2019 was going to be a great year for Twilio (TWLO -0.03%) investors, but then the third quarter happened. The stock was up more than 70% on the year in August, but Twilio got caught up in a broad sell-off of cloud-based software companies, which was compounded by a Q3 2019 earnings report that disappointed. The stock is now up a mere 3% year to date as of this writing.
Granted, there was nothing wrong with the results. Total revenues for the cloud communications company were up 75% year over year to $295 million, and active customer accounts were more than 172,092 compared with only 61,153 at the same time in 2018 -- not bad at all.

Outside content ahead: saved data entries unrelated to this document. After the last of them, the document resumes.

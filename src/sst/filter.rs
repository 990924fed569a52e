//! Filter blocks.
//!
//! A filter block holds one filter per 2 KiB window of data-block file
//! offsets, so a reader can probe "might this block contain the key" from
//! the block's handle alone. Layout:
//!
//! ```text
//! [filter 0]
//! [filter 1]
//! ...
//! [fixed32 filter_offset] * num_filters
//! [fixed32 offset_array_start]
//! [u8 base_lg]                        (window = 1 << base_lg)
//! ```
//!
//! Filter contents are opaque to the block format; they are produced and
//! probed by a pluggable [`FilterPolicy`].

use std::sync::Arc;

use crate::coding;
use crate::sst::TableError;

/// Probabilistic membership filter over a set of keys.
pub trait FilterPolicy: Send + Sync {
    /// Name recorded in the metaindex as `filter.<name>`. Changing the
    /// scheme means changing the name.
    fn name(&self) -> &'static str;

    /// Build a filter for `keys`. Must accept an empty slice.
    fn create_filter(&self, keys: &[&[u8]]) -> Vec<u8>;

    /// May return false positives, never false negatives for keys the
    /// filter was built from.
    fn key_may_match(&self, key: &[u8], filter: &[u8]) -> bool;
}

/// Bloom filter policy with a fixed false-positive target.
pub struct BloomFilterPolicy {
    fp_rate: f64,
}

/// Keys hashed into the bloom filter are salted with a fixed seed so filter
/// bits are stable across processes.
const BLOOM_SEED: [u8; 32] = *b"sstpipe.bloom.filter.seed.00001\0";

impl BloomFilterPolicy {
    pub fn new(fp_rate: f64) -> Self {
        Self { fp_rate }
    }
}

impl Default for BloomFilterPolicy {
    fn default() -> Self {
        Self::new(0.01)
    }
}

impl FilterPolicy for BloomFilterPolicy {
    fn name(&self) -> &'static str {
        "sstpipe.BloomFilter"
    }

    fn create_filter(&self, keys: &[&[u8]]) -> Vec<u8> {
        if keys.is_empty() {
            return Vec::new();
        }
        let mut bloom: bloomfilter::Bloom<Vec<u8>> =
            bloomfilter::Bloom::new_for_fp_rate_with_seed(keys.len(), self.fp_rate, &BLOOM_SEED);
        for key in keys {
            bloom.set(&key.to_vec());
        }
        bincode::serialize(&bloom).unwrap_or_default()
    }

    fn key_may_match(&self, key: &[u8], filter: &[u8]) -> bool {
        if filter.is_empty() {
            return false;
        }
        match bincode::deserialize::<bloomfilter::Bloom<Vec<u8>>>(filter) {
            Ok(bloom) => bloom.check(&key.to_vec()),
            // Unreadable filters fail open: a false positive is safe.
            Err(_) => true,
        }
    }
}

/// Adapter that strips the 8-byte internal-key tag before delegating, so
/// filters built from the keys handed to the table builder match reader
/// probes by user key.
pub struct InternalFilterPolicy {
    user: Arc<dyn FilterPolicy>,
}

impl InternalFilterPolicy {
    pub fn new(user: Arc<dyn FilterPolicy>) -> Self {
        Self { user }
    }
}

impl FilterPolicy for InternalFilterPolicy {
    fn name(&self) -> &'static str {
        self.user.name()
    }

    fn create_filter(&self, keys: &[&[u8]]) -> Vec<u8> {
        let stripped: Vec<&[u8]> = keys
            .iter()
            .map(|k| if k.len() >= 8 { &k[..k.len() - 8] } else { *k })
            .collect();
        self.user.create_filter(&stripped)
    }

    fn key_may_match(&self, key: &[u8], filter: &[u8]) -> bool {
        let user_key = if key.len() >= 8 {
            &key[..key.len() - 8]
        } else {
            key
        };
        self.user.key_may_match(user_key, filter)
    }
}

const FILTER_BASE_LG: u8 = 11;
const FILTER_BASE: u64 = 1 << FILTER_BASE_LG;

/// Accumulates per-block key sets and emits the filter segment.
///
/// `start_block` / `add_keys` are called only from the serial write phase,
/// in producer order, so the offset -> filter-group mapping is
/// deterministic.
pub struct FilterBlockBuilder {
    policy: Arc<dyn FilterPolicy>,
    // Flattened staged keys for the current group.
    keys: Vec<u8>,
    starts: Vec<usize>,
    result: Vec<u8>,
    filter_offsets: Vec<u32>,
}

impl FilterBlockBuilder {
    pub fn new(policy: Arc<dyn FilterPolicy>) -> Self {
        Self {
            policy,
            keys: Vec::new(),
            starts: Vec::new(),
            result: Vec::new(),
            filter_offsets: Vec::new(),
        }
    }

    /// Stage one block's keys: a lengths stream plus the packed bytes.
    pub fn add_keys(&mut self, lengths: &[usize], packed: &[u8]) {
        debug_assert_eq!(lengths.iter().sum::<usize>(), packed.len());
        let mut pos = 0usize;
        for &len in lengths {
            self.starts.push(self.keys.len());
            self.keys.extend_from_slice(&packed[pos..pos + len]);
            pos += len;
        }
    }

    /// Close the group covering offsets below `block_offset` and anchor the
    /// next group there.
    pub fn start_block(&mut self, block_offset: u64) {
        let filter_index = block_offset / FILTER_BASE;
        debug_assert!(filter_index >= self.filter_offsets.len() as u64);
        while (self.filter_offsets.len() as u64) < filter_index {
            self.generate_filter();
        }
    }

    pub fn finish(&mut self) -> &[u8] {
        if !self.starts.is_empty() {
            self.generate_filter();
        }
        let array_offset = self.result.len() as u32;
        let offsets = std::mem::take(&mut self.filter_offsets);
        for offset in &offsets {
            coding::put_fixed32(&mut self.result, *offset);
        }
        coding::put_fixed32(&mut self.result, array_offset);
        self.result.push(FILTER_BASE_LG);
        &self.result
    }

    fn generate_filter(&mut self) {
        let num_keys = self.starts.len();
        self.filter_offsets.push(self.result.len() as u32);
        if num_keys == 0 {
            return;
        }

        self.starts.push(self.keys.len());
        let key_slices: Vec<&[u8]> = (0..num_keys)
            .map(|i| &self.keys[self.starts[i]..self.starts[i + 1]])
            .collect();
        let filter = self.policy.create_filter(&key_slices);
        self.result.extend_from_slice(&filter);

        self.keys.clear();
        self.starts.clear();
    }
}

/// Probes a finished filter segment by data-block offset.
pub struct FilterBlockReader {
    policy: Arc<dyn FilterPolicy>,
    data: Vec<u8>,
    array_offset: usize,
    num_filters: usize,
    base_lg: u8,
}

impl FilterBlockReader {
    pub fn new(policy: Arc<dyn FilterPolicy>, data: Vec<u8>) -> Result<Self, TableError> {
        if data.len() < 5 {
            return Err(TableError::Corruption("filter block too small"));
        }
        let base_lg = data[data.len() - 1];
        let array_offset = coding::decode_fixed32(&data[data.len() - 5..]) as usize;
        if array_offset > data.len() - 5 {
            return Err(TableError::Corruption("filter offset array out of bounds"));
        }
        let num_filters = (data.len() - 5 - array_offset) / 4;
        Ok(Self {
            policy,
            data,
            array_offset,
            num_filters,
            base_lg,
        })
    }

    pub fn key_may_match(&self, block_offset: u64, key: &[u8]) -> bool {
        let index = (block_offset >> self.base_lg) as usize;
        if index >= self.num_filters {
            // Offsets past the last filter have no information.
            return true;
        }
        let entry = self.array_offset + index * 4;
        let start = coding::decode_fixed32(&self.data[entry..]) as usize;
        let end = if index + 1 < self.num_filters {
            coding::decode_fixed32(&self.data[entry + 4..]) as usize
        } else {
            self.array_offset
        };
        if start > end || end > self.array_offset {
            return true;
        }
        if start == end {
            // Empty filter covers no keys.
            return false;
        }
        self.policy.key_may_match(key, &self.data[start..end])
    }
}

Some perspective is needed, however. Those numbers do include Twilio's $3 billion takeover (based on share prices at the time of deal closing) of email software platform SendGrid, which it finalized in February 2019. I was critical of the high price tag last fall when the merger was announced, and some shareholders must be getting skeptical as well, since shares have taken a massive tumble as of late. With valuation getting a big reset, though, now I'm interested.
What's changed this year?
In 2018, Twilio's full-year sales surged 63% higher to $650 million, and it generated an adjusted net profit of $4.1 million compared to an adjusted loss of $20.1 million in 2017. In light of that, Twilio's results this year, at least in terms of revenue, look fantastic. The fast-growing cloud software outfit has managed to add to an already sizzling top-line rate.
Metric |
Three Months Ended Sept. 30, 2019 |
Three Months Ended Sept. 30, 2018 |
Change (YOY) |
---|---|---|---|
Revenue |
$295 million |
$169 million |
75% |
Gross profit margin |
53.6% |
54.4% |
(0.8 pp) |
Operating expenses |
$253 million |
$117 million |
116% |
Adjusted net income (loss) |
($3.6 million) |
$4.3 million |
N/A |
However, besides the $3 billion in equity it cost Twilio shareholders to acquire the new email communications toy, the acquisition has come at a price. Gross profit margins generally haven't been rising as sales increase, and operating expenses have been soaring, since the SendGrid takeover never was about creating cost efficiencies. As a result, Twilio is back to running in the red, even on an adjusted basis. Free cash flow (money left over after cash operating and capital expenses are paid) is negative $44.6 million over the last 12 months.
Plus, there's also the problem of decelerating top-line growth when backing out the $49 million in sales from SendGrid. When looking at Twilio minus the email platform, year-over-year sales growth last quarter came in at "only" 47%. Life can be tough when the bar is set high.
Embracing the movement
Enough of the negative. While Twilio has taken a step back as of late, it's beginning to look like growth at a value to me. Where once I was skeptical, I've become a buyer as the stock price has moderated. At some point, double-digit growth is worth paying attention to, even if it does mean some cash burn in the short term. Besides, Twilio is the pioneer of -- and has a huge head start in --the cloud-based communications industry.
Granted, valuing this stock takes some educated guesswork based on long-term assumptions, so here's my semieducated guesswork. According to Grand View Research, the unified communications industry was worth about $56 billion in 2018 and should grow an average pace of about 16.8% a year through 2025 -- making it worth roughly $167 billion at that point. Speaking more broadly, Gartner says cloud services spending should easily top $200 billion this year and exceed $300 billion by 2022. These are big numbers, and Twilio still does less than $1 billion a year in total sales.
Lots of upside is still priced into the stock at current levels. The current price-to-sales ratio (sorry, value investors; no profits means no traditional valuation metrics will work here) values Twilio at 11.0 times trailing one-year revenue. Is it a frothy price? You bet. But it's lower than it was at the time the SendGrid acquisition was announced, and since then, Twilio has grown its core non-SendGrid top line by about 50%. And 11.0 is also far cheaper than the near-20-times multiples shares were going for over the summer.
For the sake of relative comparisons, Salesforce.com (CRM -0.52%) is currently trading at 8.5 times price to sales. The fellow San Francisco-based cloud company is growing far more slowly (revenues expanded by 23% through the first half of its current fiscal year against the comparable prior-year period), although gross profits on services rendered of 76% are higher than Twilio's 54% margin. All told, Twilio looks like the better value at the moment.
All of this is to say that while the valuation is subjective and speculative, if you believe Twilio's momentum can sustain the type of results it just posted in Q3, now looks like good timing to pick up some shares. Just remember to keep those positions small and be ready to buy more over time as you build into a full position.